→ DATASET RECORDS

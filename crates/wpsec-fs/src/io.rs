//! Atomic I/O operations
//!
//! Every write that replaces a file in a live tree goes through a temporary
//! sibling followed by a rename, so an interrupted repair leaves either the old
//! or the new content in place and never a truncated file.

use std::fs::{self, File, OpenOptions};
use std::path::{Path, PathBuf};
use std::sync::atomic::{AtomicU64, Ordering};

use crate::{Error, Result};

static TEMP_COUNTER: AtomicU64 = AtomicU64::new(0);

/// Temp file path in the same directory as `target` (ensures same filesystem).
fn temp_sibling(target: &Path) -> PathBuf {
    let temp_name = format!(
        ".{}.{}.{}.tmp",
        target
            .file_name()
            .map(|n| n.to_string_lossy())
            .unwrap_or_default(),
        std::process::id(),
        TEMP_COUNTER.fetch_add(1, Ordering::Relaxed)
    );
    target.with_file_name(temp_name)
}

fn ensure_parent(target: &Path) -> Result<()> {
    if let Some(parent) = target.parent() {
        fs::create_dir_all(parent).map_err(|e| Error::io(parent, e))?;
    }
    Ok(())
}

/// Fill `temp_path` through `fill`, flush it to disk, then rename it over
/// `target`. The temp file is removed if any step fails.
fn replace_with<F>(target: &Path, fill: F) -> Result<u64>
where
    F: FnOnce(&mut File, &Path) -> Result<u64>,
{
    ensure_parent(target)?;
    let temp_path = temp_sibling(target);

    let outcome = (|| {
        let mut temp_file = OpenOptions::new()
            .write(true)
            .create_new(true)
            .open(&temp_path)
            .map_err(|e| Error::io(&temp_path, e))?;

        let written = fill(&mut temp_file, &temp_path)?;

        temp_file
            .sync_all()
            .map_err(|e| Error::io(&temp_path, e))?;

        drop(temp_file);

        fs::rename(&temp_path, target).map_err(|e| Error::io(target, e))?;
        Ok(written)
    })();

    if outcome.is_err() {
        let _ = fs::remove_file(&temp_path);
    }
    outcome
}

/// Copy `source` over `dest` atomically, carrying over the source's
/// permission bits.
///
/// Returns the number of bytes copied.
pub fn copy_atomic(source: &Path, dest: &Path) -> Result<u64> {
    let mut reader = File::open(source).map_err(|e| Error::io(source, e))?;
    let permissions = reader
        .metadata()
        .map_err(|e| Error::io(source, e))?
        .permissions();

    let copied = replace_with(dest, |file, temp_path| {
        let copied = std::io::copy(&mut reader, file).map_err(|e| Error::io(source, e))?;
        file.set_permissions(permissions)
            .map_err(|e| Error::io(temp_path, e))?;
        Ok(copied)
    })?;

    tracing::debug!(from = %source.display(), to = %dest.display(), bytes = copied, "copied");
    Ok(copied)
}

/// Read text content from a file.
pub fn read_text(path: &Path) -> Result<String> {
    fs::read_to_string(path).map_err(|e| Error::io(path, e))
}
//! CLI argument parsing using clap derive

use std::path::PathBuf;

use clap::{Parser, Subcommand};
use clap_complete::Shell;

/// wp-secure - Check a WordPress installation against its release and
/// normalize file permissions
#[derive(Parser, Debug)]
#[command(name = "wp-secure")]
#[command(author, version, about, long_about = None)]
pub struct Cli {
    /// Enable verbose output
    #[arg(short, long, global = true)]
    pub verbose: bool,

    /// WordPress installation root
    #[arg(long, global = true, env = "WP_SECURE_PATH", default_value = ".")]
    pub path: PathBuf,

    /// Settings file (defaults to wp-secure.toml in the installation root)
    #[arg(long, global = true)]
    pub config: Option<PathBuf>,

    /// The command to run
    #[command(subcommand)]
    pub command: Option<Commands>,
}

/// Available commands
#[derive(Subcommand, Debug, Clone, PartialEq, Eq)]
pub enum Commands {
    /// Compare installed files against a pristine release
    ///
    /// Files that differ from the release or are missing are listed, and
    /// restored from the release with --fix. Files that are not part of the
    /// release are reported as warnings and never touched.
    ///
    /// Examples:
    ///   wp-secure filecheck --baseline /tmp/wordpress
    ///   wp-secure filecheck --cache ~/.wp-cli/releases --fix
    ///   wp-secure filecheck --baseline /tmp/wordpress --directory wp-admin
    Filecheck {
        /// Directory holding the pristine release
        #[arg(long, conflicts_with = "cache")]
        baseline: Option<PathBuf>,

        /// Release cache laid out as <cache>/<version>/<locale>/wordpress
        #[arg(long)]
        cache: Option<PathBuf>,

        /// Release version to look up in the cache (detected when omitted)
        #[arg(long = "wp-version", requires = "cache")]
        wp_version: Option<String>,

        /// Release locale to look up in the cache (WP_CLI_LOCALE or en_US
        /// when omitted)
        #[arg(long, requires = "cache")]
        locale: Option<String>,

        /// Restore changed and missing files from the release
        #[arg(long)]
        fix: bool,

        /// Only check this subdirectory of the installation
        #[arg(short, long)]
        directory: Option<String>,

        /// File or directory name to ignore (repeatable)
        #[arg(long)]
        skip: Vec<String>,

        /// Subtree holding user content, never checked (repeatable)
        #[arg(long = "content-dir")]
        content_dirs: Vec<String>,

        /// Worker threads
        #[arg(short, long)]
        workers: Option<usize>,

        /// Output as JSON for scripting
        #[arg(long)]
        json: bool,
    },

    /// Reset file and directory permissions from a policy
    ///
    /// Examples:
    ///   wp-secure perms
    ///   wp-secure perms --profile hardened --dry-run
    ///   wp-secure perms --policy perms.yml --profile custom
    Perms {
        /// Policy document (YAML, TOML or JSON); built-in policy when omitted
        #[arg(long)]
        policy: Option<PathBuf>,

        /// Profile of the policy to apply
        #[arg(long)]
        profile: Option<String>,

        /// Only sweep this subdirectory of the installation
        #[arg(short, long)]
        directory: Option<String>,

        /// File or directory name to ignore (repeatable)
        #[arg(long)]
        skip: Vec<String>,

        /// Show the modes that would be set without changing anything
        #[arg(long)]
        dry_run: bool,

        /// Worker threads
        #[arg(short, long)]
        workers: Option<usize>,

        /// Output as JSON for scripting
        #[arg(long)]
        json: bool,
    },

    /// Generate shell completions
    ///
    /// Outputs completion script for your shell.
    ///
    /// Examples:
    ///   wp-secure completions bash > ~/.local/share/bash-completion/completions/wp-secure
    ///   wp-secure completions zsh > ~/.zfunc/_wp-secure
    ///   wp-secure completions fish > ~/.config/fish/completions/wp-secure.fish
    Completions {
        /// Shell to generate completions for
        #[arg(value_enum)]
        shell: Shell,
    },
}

→ TASK ITEM
Output nothing but the number of lines in the data containing the string "baseline".

→ SOLUTION TO THE EXERCISE
3